In questa traversata ha chiesto una mano a un po’ di amici. Da Soolking, con cui canta (anche in arabo) in “Jennifer”, ha preso le miscele soul e raid algerine, tanto simili a quelle di un antico Daniele Silvestri. Da Stromae, da sempre una sua fonte di ispirazione, ha ricavato la base di “Boogieman” (al limite del plagio). Non mancano omaggi al blues rock – una base stile Santana, per capirsi – su cui intona insieme a uno scanzonato mr. Eazi frasi come «Cosa ci faccio sdraiato su un’amaca / forse sono stato rimandato in Africa?», come in “Combo” (sarà una hit? Scommesse aperte). E quando, ebbene sì, si apre alle canzoni d’amore, ci si ritrova catapultati nell’universo di Tommaso Paradiso (“Barcellona”), giusto con qualche Auto-tune in più. Lo struggimento è lo stesso, compresa la malinconia di una storia finita male ma per la quale riesce, con un guizzo, a far rimare «amore» con «frullatore».

In mezzo ai ritmi baldanzosi, con scelte melodiche sempre attente a essere orecchiabili e destinate a diventare popolari, si affacciano considerazioni più dure. Un po’ in ossequio alla retorica del gangster, un po’ – sembra – per sincera convinzione. Gli amici «vanno e vengono» e solo quelli veri «non ti vendono». Ma sono solo «in tre, gli altri sono conoscenti». Perché «non c’è gloria senza figli di pu***na» (“Giù per terra”). Alcuni, addirittura sono spariti «per pochi spicci» (“Fast Food”).

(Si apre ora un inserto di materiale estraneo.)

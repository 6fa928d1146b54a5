//! Sine.

use crate::common::consts::NINETY;
use crate::common::consts::ONE;
use crate::common::consts::ONE_EIGHTY;
use crate::common::consts::THREE_SIXTY;
use crate::common::util::pow10;
use crate::ctx::Context;
use crate::defs::Error;
use crate::num::DecNumber;
use crate::ops::consts::CONSTS;
use crate::ops::series::series_run;
use crate::ops::series::PolycoeffGen;
use crate::ops::GUARD;
use num_bigint::BigUint;

// Polynomial coefficient generator: 1/3!, 1/5!, 1/7!, ... with alternating or constant sign.
pub(super) struct SinPolycoeffGen {
    fct: DecNumber,
    inc: u64,
    alternate: bool,
}

impl SinPolycoeffGen {
    /// `alternate` is true for the sine, and false for the hyperbolic sine.
    pub(super) fn new(alternate: bool) -> Self {
        SinPolycoeffGen {
            fct: ONE.clone(),
            inc: 1,
            alternate,
        }
    }
}

impl PolycoeffGen for SinPolycoeffGen {
    fn next(&mut self, ctx: &Context) -> Result<&DecNumber, Error> {
        let d = DecNumber::from_u64((self.inc + 1) * (self.inc + 2));
        self.inc += 2;
        self.fct = self.fct.div(&d, ctx)?;
        if self.alternate {
            self.fct = self.fct.neg();
        }
        Ok(&self.fct)
    }
}

impl DecNumber {
    /// Computes the sine of a number given in degrees. The result is rounded according to the context.
    /// Multiples of 90 degrees give exact results.
    ///
    /// ## Errors
    ///
    ///  - ExponentOverflow: the result is too small number.
    pub fn sin(&self, ctx: &Context) -> Result<Self, Error> {
        if self.is_zero() {
            return Ok(Self::new());
        }

        let mut neg = self.is_negative();

        // 0 <= d < 360
        let mut d = self.reduce_degrees();

        if d.cmp(&ONE_EIGHTY) >= 0 {
            d = d.sub_full_prec(&ONE_EIGHTY);
            neg = !neg;
        }

        if d.cmp(&NINETY) > 0 {
            d = ONE_EIGHTY.sub_full_prec(&d);
        }

        if d.is_zero() {
            return Ok(Self::new());
        }

        let ret = if d == *NINETY {
            ONE.clone()
        } else {
            let wrk = ctx.inc(GUARD);
            let x = d.mul(&CONSTS.deg2rad(&wrk)?, &wrk)?;
            x.sin_series(&wrk)?
        };

        if neg {
            ret.neg().round(ctx)
        } else {
            ret.round(ctx)
        }
    }

    /// Computes the sine of a number given in radians. The result is rounded according to the context.
    ///
    /// ## Errors
    ///
    ///  - ExponentOverflow: the result is too small number.
    pub(crate) fn sin_rad(&self, ctx: &Context) -> Result<Self, Error> {
        if self.is_zero() {
            return Ok(Self::new());
        }

        if self.is_negative() {
            return Ok(self.neg().sin_rad(ctx)?.neg());
        }

        let wrk = ctx.inc(GUARD);

        let mut x = self.clone();
        let tau = CONSTS.tau(&wrk)?;
        if x.cmp(&tau) >= 0 {
            // the integer part of x / tau takes digits from the precision.
            let wrk2 = wrk.inc(x.magnitude() as usize + 1);
            x = x.rem(&CONSTS.tau(&wrk2)?, &wrk2)?;
        }

        let pi = CONSTS.pi(&wrk)?;
        let mut neg = false;
        if x.cmp(&pi) > 0 {
            x = tau.sub(&x, &wrk)?;
            neg = true;
        }

        if x.cmp(&CONSTS.half_pi(&wrk)?) > 0 {
            x = pi.sub(&x, &wrk)?;
        }

        let ret = x.round(&wrk)?.sin_series(&wrk)?;

        if neg {
            ret.neg().round(ctx)
        } else {
            ret.round(ctx)
        }
    }

    // sin:  x - x^3/3! + x^5/5! - x^7/7! + ...
    fn sin_series(&self, wrk: &Context) -> Result<Self, Error> {
        if self.is_first_order(wrk.precision()) {
            return Ok(self.clone());
        }

        let x_step = self.mul(self, wrk)?;
        let x_first = self.mul(&x_step, wrk)?;
        series_run(self.clone(), x_first, &x_step, &mut SinPolycoeffGen::new(true), wrk)
    }

    // Exact value of |self| modulo 360.
    pub(super) fn reduce_degrees(&self) -> Self {
        if self.abs_cmp(&THREE_SIXTY) < 0 {
            return self.abs();
        }

        let (m, e) = self.to_raw_parts();
        let m = m.magnitude();
        let modulus = BigUint::from(360u32);

        if e >= 0 {
            // m * 10^e mod 360
            let p = BigUint::from(10u32).modpow(&BigUint::from(e as u64), &modulus);
            let r = (m % &modulus) * p % &modulus;
            Self::from_biguint(r)
        } else {
            let modulus = modulus * pow10((-e) as usize);
            Self::from_unsigned(m % modulus, e, false)
        }
    }
}

#[cfg(test)]
mod tests {

    use super::*;
    use crate::defs::RoundingMode;
    use num_bigint::BigInt;

    fn coeff(d: &DecNumber) -> String {
        d.to_raw_parts().0.to_string()
    }

    #[test]
    fn test_sin() {
        let ctx = Context::new(30, RoundingMode::ToEven).unwrap();

        for (deg, expected) in [(0, 0), (90, 1), (180, 0), (270, -1), (360, 0), (-90, -1), (450, 1), (-540, 0)] {
            assert_eq!(DecNumber::from_i32(deg).sin(&ctx).unwrap(), DecNumber::from_i32(expected));
        }

        let half = DecNumber::from_parts(BigInt::from(5), -1);
        assert_eq!(DecNumber::from_u8(30).sin(&ctx).unwrap(), half);
        assert_eq!(DecNumber::from_u8(150).sin(&ctx).unwrap(), half);
        assert_eq!(DecNumber::from_i16(-330).sin(&ctx).unwrap(), half);

        let r = DecNumber::from_u8(45).sin(&ctx).unwrap();
        assert_eq!(coeff(&r), "707106781186547524400844362105");

        // exact reduction of large arguments: 1e20 mod 360 = 280
        let r = DecNumber::from_parts(BigInt::from(1), 20).sin(&ctx).unwrap();
        assert_eq!(coeff(&r), "-98480775301220805936674302459");

        // sin(-0.001 deg) = -1.74532925190571996135491056851e-5
        let r = DecNumber::from_parts(BigInt::from(-1), -3).sin(&ctx).unwrap();
        assert_eq!(coeff(&r), "-174532925190571996135491056851");
        assert_eq!(r.magnitude(), -5);
    }

    #[test]
    fn test_reduce_degrees() {
        let d = DecNumber::from_parts(BigInt::from(12345678901234567890123u128), 5);
        assert_eq!(d.reduce_degrees(), DecNumber::from_u8(240));

        let d = DecNumber::from_parts(BigInt::from(-7205), -1);
        assert_eq!(d.reduce_degrees(), DecNumber::from_parts(BigInt::from(5), -1));

        let d = DecNumber::from_parts(BigInt::from(3599), -1);
        assert_eq!(d.reduce_degrees(), d);
    }

    #[test]
    fn test_sin_rad() {
        let ctx = Context::new(30, RoundingMode::ToEven).unwrap();

        let r = DecNumber::from_u8(100).sin_rad(&ctx).unwrap();
        assert_eq!(coeff(&r), "-50636564110975879365655761046");

        let r = DecNumber::from_parts(BigInt::from(1), 10).sin_rad(&ctx).unwrap();
        assert_eq!(coeff(&r), "-487506025087510691527794294348");

        let r = DecNumber::from_i8(-100).sin_rad(&ctx).unwrap();
        assert_eq!(coeff(&r), "50636564110975879365655761046");
    }
}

Ritorna poi il ricordo del padre, che «non c’è / se ne è andato via / ha pensato a sé / non è colpa mia» (“Flashback”), mentre la madre è rimasta con lui. E vivono ancora insieme, come racconta nelle (innumerevoli) interviste. Non è casuale che nel disco abbondino battute sui giornalisti, che si «moltiplicano tipo gremlins», sono incapaci, «”Ho già risposto a ’sta domanda se rileggi”» (“Good Times”) e cercano di strattonarlo nei dibattiti di attualità: «mi chiedon “Ius soli” / credo soltanto che siamo più soli» (“Flashback”).

Un ruolo da protagonista ce l’ha la droga: tema classico del trapper che ritorna di canzone in canzone, è simbolo del successo, si guadagna con “Extasy” una traccia intera e, addirittura, fornisce il linguaggio giusto per parlare di sentimenti: perché frasi come «dimmi quale effetto fai a quest’ora / se dura una vita o solo mezz’ora», o «chi ti fa / chi ti dà lezioni di chimica e di fisica / come me» non sono altro. È, a suo modo, una forma di poesia.

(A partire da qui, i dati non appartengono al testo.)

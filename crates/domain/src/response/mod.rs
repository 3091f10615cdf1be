//! Probe result types

mod spec;

pub use spec::{ProbeError, ProbeResult, ResponseBody, StatusCode};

Il tutto viene convogliato, come un riassunto finale, in “Fallito”, ultima traccia tempestosa e cupa, che concentra l’ansia di una vita stravolta dal successo: «Non torno come prima, non è più come prima, quattro amici e una panchina», dice. E prevede separazioni, cambiamenti, solitudine. È quello smarrimento di prima, l’ansia di chi deve misurarsi con dinamiche nuove, persone diverse, dimensioni più grandi. Avrò «paura anche da grande?», si chiedeva, poche canzoni sopra, in “DNA”. Chi lo sa. Per adesso, sì. Alla sera, quando «la festa è finita», c’è ad aspettarlo un mostro sotto al letto, «ormai un amico». A lui qualcosa racconterà.